The Patriot Class was a class of 52 express passenger steam locomotives built for the London Midland and Scottish Railway. The first locomotive of the class was built in 1930 and the last in 1934. The class was based on the chassis of the Royal Scot combined with the boiler from Large Claughtons earning them the nickname Baby Scots.  A total of 18 were rebuilt to create the LMS Rebuilt Patriot Class between 1946 and 1948; thereafter those not subjected to rebuilding were often referred to as the Unrebuilt Patriot Class.  These remaining 34 unrebuilt engines were withdrawn between 1960 and 1962.

Overview 
The first two were rebuilt in 1930 from the 1912-built LNWR Large Claughton Class, retaining the original driving wheels with their large bosses, the "double radial" bogie truck and some other parts. Of the subsequent 50 locomotives of the class 40 were nominal rebuilds of Claughtons, being in fact new builds classified as rebuilt engines so that they could be charged to revenue accounts, rather than capital. The last ten were classified as new builds.

The two former Claughtons retained their original numbers until 1934, when they were renumbered 5500–1. The 40 built as replacements took the numbers of the Claughtons that they replaced; these were renumbered 5502–41 in 1934. The remainder of the class were allocated nos. 6030–9, but were numbered 5542–51 from new.  The numbering of the similar LMS Jubilee Class continued on from where the Patriots left off. This was because 5552–5556 were ordered as Patriots (to be numbered 6040–4) but built with taper boilers as Jubilees on the orders of Sir William Stanier.

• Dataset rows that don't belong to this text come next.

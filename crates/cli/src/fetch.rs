//! `reconview fetch` — pull a remote session and project it locally.

use std::path::Path;

use reconview_client::ServiceClient;

use crate::render;
use crate::CliError;

pub fn cmd_fetch(
    session_id: &str,
    api_base: &str,
    config: Option<&Path>,
    json: bool,
) -> Result<(), CliError> {
    let config = crate::project::load_config(config)?;

    let client = ServiceClient::new(api_base);
    let snapshot = client.get_session(session_id).map_err(CliError::service)?;
    let session = snapshot.into_session();
    let projection = session.project(&config);

    if json {
        let out = serde_json::to_string_pretty(&projection)
            .map_err(|e| CliError::internal(e.to_string()))?;
        println!("{}", out);
    } else {
        print!("{}", render::render(&projection));
    }

    if !session.agent_state.is_empty() {
        eprintln!("agent state: {}", session.agent_state);
    }
    eprintln!("{}", render::summary_line(&projection.summary));
    Ok(())
}
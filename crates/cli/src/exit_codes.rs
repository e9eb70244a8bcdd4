//! CLI Exit Code Registry
//!
//! This is the single source of truth for all CLI exit codes.
//! Exit codes are part of the shell contract — scripts rely on them.
//!
//! # Exit Code Ranges
//!
//! | Range   | Domain           | Description                              |
//! |---------|------------------|------------------------------------------|
//! | 0       | Universal        | Success                                  |
//! | 1       | Universal        | General error (unspecified)              |
//! | 2       | Universal        | CLI usage error (bad args, missing file) |
//! | 3-9     | project          | Projection-specific codes                |
//! | 20-29   | service          | Reconciliation service codes             |
//!
//! # Adding New Exit Codes
//!
//! 1. Add the constant in the appropriate range
//! 2. Document what triggers it
//! 3. Update the table above
//! 4. Wire it into the relevant command's error handling

// =============================================================================
// Universal (0-2)
// =============================================================================

/// Success - command completed without errors.
pub const EXIT_SUCCESS: u8 = 0;

/// General error - unspecified failure.
/// Avoid using this; prefer a specific error code.
pub const EXIT_ERROR: u8 = 1;

/// Usage error - bad arguments, missing required options.
pub const EXIT_USAGE: u8 = 2;

// =============================================================================
// Project (3-9)
// =============================================================================

/// Unmatched rows remain and `--fail-on-unmatched` was set.
pub const EXIT_PROJECT_UNMATCHED: u8 = 3;

/// Projector config rejected (TOML parse error or invalid thresholds).
pub const EXIT_PROJECT_CONFIG: u8 = 4;

/// Parse error reading input data (CSV rows or match list JSON).
pub const EXIT_PROJECT_PARSE: u8 = 5;

// =============================================================================
// Service (20-29)
// =============================================================================

/// Cannot reach the reconciliation service (refused, timeout, DNS).
pub const EXIT_SERVICE_CONNECT: u8 = 20;

/// Service returned an unexpected HTTP error status.
pub const EXIT_SERVICE_HTTP: u8 = 21;

/// Service rejected the request (400/422 with a message).
pub const EXIT_SERVICE_VALIDATION: u8 = 22;

/// Session or match not found (404).
pub const EXIT_SERVICE_NOT_FOUND: u8 = 23;

/// Malformed service response body.
pub const EXIT_SERVICE_PARSE: u8 = 24;

// =============================================================================
// Service Error Mapping
// =============================================================================

use reconview_client::ServiceError;

/// Map a ServiceError to its exit code.
pub fn service_exit_code(err: &ServiceError) -> u8 {
    match err {
        ServiceError::Network(_) => EXIT_SERVICE_CONNECT,
        ServiceError::Http(_, _) => EXIT_SERVICE_HTTP,
        ServiceError::Validation(_) => EXIT_SERVICE_VALIDATION,
        ServiceError::NotFound(_) => EXIT_SERVICE_NOT_FOUND,
        ServiceError::Parse(_) => EXIT_SERVICE_PARSE,
    }
}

Naming of the class was somewhat erratic. Some retained old Claughton names, whilst others continued the military associations of the names Patriot and St Dunstans, and 13 carried names of holiday resorts served by the LMS. Seven remained unnamed, although they had been allocated names in 1943.

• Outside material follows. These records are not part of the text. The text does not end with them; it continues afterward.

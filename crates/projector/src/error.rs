use std::fmt;

#[derive(Debug)]
pub enum ProjectorError {
    /// TOML parse / deserialization error.
    ConfigParse(String),
    /// Config validation error (bad thresholds, empty column list).
    ConfigValidation(String),
    /// CSV parse error in the loader.
    Csv(String),
}

impl fmt::Display for ProjectorError {
    fn fmt(&self, f: &mut fmt::Formatter<'_>) -> fmt::Result {
        match self {
            Self::ConfigParse(msg) => write!(f, "config parse error: {msg}"),
            Self::ConfigValidation(msg) => write!(f, "config validation error: {msg}"),
            Self::Csv(msg) => write!(f, "CSV error: {msg}"),
        }
    }
}

impl std::error::Error for ProjectorError {}
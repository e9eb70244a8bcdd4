//! Plain-text rendering of a projection.
//!
//! Matched groups print first, one line per ledger row with the bank
//! cell only on the group's first line, so multi-row matches stay
//! visually grouped. The unmatched tail follows as parallel columns,
//! bank on the left and ledger on the right, paired by position.

use reconview_projector::{DisplayGroup, Projection, ProjectionSummary, Row};

struct Line {
    left: String,
    tag: String,
    right: String,
}

pub fn render(projection: &Projection) -> String {
    let mut lines: Vec<Line> = Vec::new();

    for group in &projection.groups {
        if let DisplayGroup::Matched {
            bank_index,
            bank_row,
            gl_rows,
            candidate,
            classification,
        } = group
        {
            let tag = format!("{} {:.2}", classification, candidate.confidence);
            let left = format!("[{}] {}", bank_index, format_row(bank_row));
            match gl_rows.first() {
                Some(first) => {
                    lines.push(Line {
                        left,
                        tag,
                        right: format!("[{}] {}", first.gl_index, format_row(&first.row)),
                    });
                    for entry in &gl_rows[1..] {
                        lines.push(Line {
                            left: String::new(),
                            tag: String::new(),
                            right: format!("[{}] {}", entry.gl_index, format_row(&entry.row)),
                        });
                    }
                }
                None => lines.push(Line {
                    left,
                    tag,
                    right: String::new(),
                }),
            }
        }
    }

    for (bank, gl) in projection.aligned_unmatched() {
        lines.push(Line {
            left: bank
                .map(|(i, row)| format!("[{}] {}", i, format_row(row)))
                .unwrap_or_default(),
            tag: "unmatched".to_string(),
            right: gl
                .map(|(i, row)| format!("[{}] {}", i, format_row(row)))
                .unwrap_or_default(),
        });
    }

    let left_width = lines.iter().map(|l| l.left.chars().count()).max().unwrap_or(0);
    let tag_width = lines.iter().map(|l| l.tag.chars().count()).max().unwrap_or(0);

    let mut out = String::new();
    for line in &lines {
        let rendered = format!(
            "{:<lw$} | {:<tw$} | {}",
            line.left,
            line.tag,
            line.right,
            lw = left_width,
            tw = tag_width,
        );
        out.push_str(rendered.trim_end());
        out.push('\n');
    }
    out
}

/// One-line projection summary for stderr.
pub fn summary_line(summary: &ProjectionSummary) -> String {
    format!(
        "{} groups: {} matched ({} approved, {} high, {} low, {} no-match), {} unmatched bank, {} unmatched ledger",
        summary.total_groups,
        summary.matched,
        summary.approved,
        summary.high_confidence,
        summary.low_confidence,
        summary.no_match,
        summary.unmatched_bank,
        summary.unmatched_gl,
    )
}

fn format_row(row: &Row) -> String {
    row.iter()
        .map(|(column, value)| format!("{column}={value}"))
        .collect::<Vec<_>>()
        .join("  ")
}

#[cfg(test)]
mod tests {
    use super::*;
    use reconview_projector::{project, MatchCandidate, ProjectorConfig, Row, Scalar};

    fn row(pairs: &[(&str, &str)]) -> Row {
        Row::from_pairs(
            pairs
                .iter()
                .map(|(c, v)| (c.to_string(), Scalar::Text(v.to_string())))
                .collect(),
        )
    }

    fn candidate(bank_index: usize, gl_indexes: Vec<usize>, confidence: f64) -> MatchCandidate {
        MatchCandidate {
            bank_index,
            gl_indexes,
            confidence,
            ..Default::default()
        }
    }

    #[test]
    fn multi_row_match_renders_spacer_lines() {
        let bank = vec![row(&[("date", "2024-01-05"), ("amount", "100")])];
        let gl = vec![
            row(&[("date", "2024-01-05"), ("debit", "60")]),
            row(&[("date", "2024-01-05"), ("debit", "40")]),
        ];
        let matches = vec![candidate(0, vec![0, 1], 0.9)];
        let projection = project(&bank, &gl, &matches, &ProjectorConfig::default());

        let text = render(&projection);
        let lines: Vec<&str> = text.lines().collect();
        assert_eq!(lines.len(), 2);
        assert!(lines[0].contains("high_confidence 0.90"));
        assert!(lines[0].contains("debit=60"));
        // Second ledger row sits under the first with a blank bank cell.
        assert!(lines[1].starts_with(' '));
        assert!(lines[1].contains("debit=40"));
    }

    #[test]
    fn unmatched_tail_renders_as_parallel_columns() {
        let bank = vec![row(&[("date", "2024-01-05"), ("amount", "100")])];
        let gl = vec![
            row(&[("date", "2024-02-01"), ("debit", "7")]),
            row(&[("date", "2024-02-02"), ("debit", "8")]),
        ];
        let projection = project(&bank, &gl, &[], &ProjectorConfig::default());

        let text = render(&projection);
        let lines: Vec<&str> = text.lines().collect();
        assert_eq!(lines.len(), 2);
        assert!(lines[0].contains("amount=100"));
        assert!(lines[0].contains("unmatched"));
        assert!(lines[0].contains("debit=7"));
        // Ledger outnumbers bank; the extra slot has an empty left cell.
        assert!(lines[1].starts_with(' '));
        assert!(lines[1].contains("debit=8"));
    }

    #[test]
    fn summary_line_counts_everything() {
        let bank = vec![
            row(&[("date", "2024-01-05"), ("amount", "100")]),
            row(&[("date", "2024-01-06"), ("amount", "200")]),
        ];
        let gl = vec![row(&[("date", "2024-01-05"), ("debit", "100")])];
        let matches = vec![candidate(0, vec![0], 0.9)];
        let projection = project(&bank, &gl, &matches, &ProjectorConfig::default());

        let line = summary_line(&projection.summary);
        assert!(line.starts_with("2 groups: 1 matched"));
        assert!(line.contains("1 unmatched bank"));
        assert!(line.contains("0 unmatched ledger"));
    }
}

Many of the 52 members of the Patriot Class spent the bulk of their working careers in England, primarily on the West Coast Main Line. Most of them were stationed at the Crewe North and Carlisle Upperby, though a few were stationed at Edge Hill, Bushbury, Camden, Willesden, Carlisle Kingmoor and other locations in the area. They were primarily used as express engines, but were later tasked with occasional mixed traffic work once the diesel engines arrived on the network.

Rebuilding 

Between 1946 and 1949, eighteen members were rebuilt with Stanier 2A boiler, cab and tender, though again these were largely paper rebuilds, based on the LMS Rebuilt Royal Scot Class.  Seven (Nos 5514/21/6/9-31/40) had been rebuilt by the start of 1948 when British Railways inherited the remaining 45 Baby Scots. In March 1948 BR added 40000 to their numbers to number them 45500–13/15-20/2-5/7/8/32-9/41-51. Subsequently, BR rebuilt another 11, so that the rebuilt engines were (4)5512/14/21–23/25–32/34–36/45.  The two original members of the class, and the first ten of the nominal rebuilds, were not rebuilt due to their non-standard parts.

Details

Note some never received BR numbers as unrebuilt engines because either they were rebuilt by the LMS.  In the table below BR numbers for BR-rebuilt engines are given, but some engines may not have received BR numbers while in an unrebuilt condition as renumbering took several years (sources should indicate these).

Accidents and incidents
On 13 March 1935, a milk train was in a rear-end collision with an express freight train at King's Langley, Hertfordshire due to a signalman's error. No. 5511 was hauling a freight train that collided with the wreckage. A fourth freight train then ran into the wreck. One person was killed.
On 16 October 1939, No. 5544 was hauling a train that was in a collision with another train at Winwick Junction, Cheshire and was derailed.
On 13 October 1940, No. 5529 was hauling an express passenger train that collided with a platform barrow obstructing the line at  station, Middlesex and was derailed. Several people were killed and many more were injured.

Withdrawal

All of the unrebuilt Patriots were withdrawn between 1960 and 1962 in accordance with the BR Modernisation Plan.

New Build  

No Patriot in either rebuilt or unrebuilt form survived into preservation; however, a  replica of no.5551 is under construction. The LMS-Patriot Project, a registered charity, is building a replica which will carry the number of the last built – LMS number 5551 or British Railways number 45551.  It will be named The Unknown Warrior.

Models 

Both Hornby and Bachmann have produced OO gauge models.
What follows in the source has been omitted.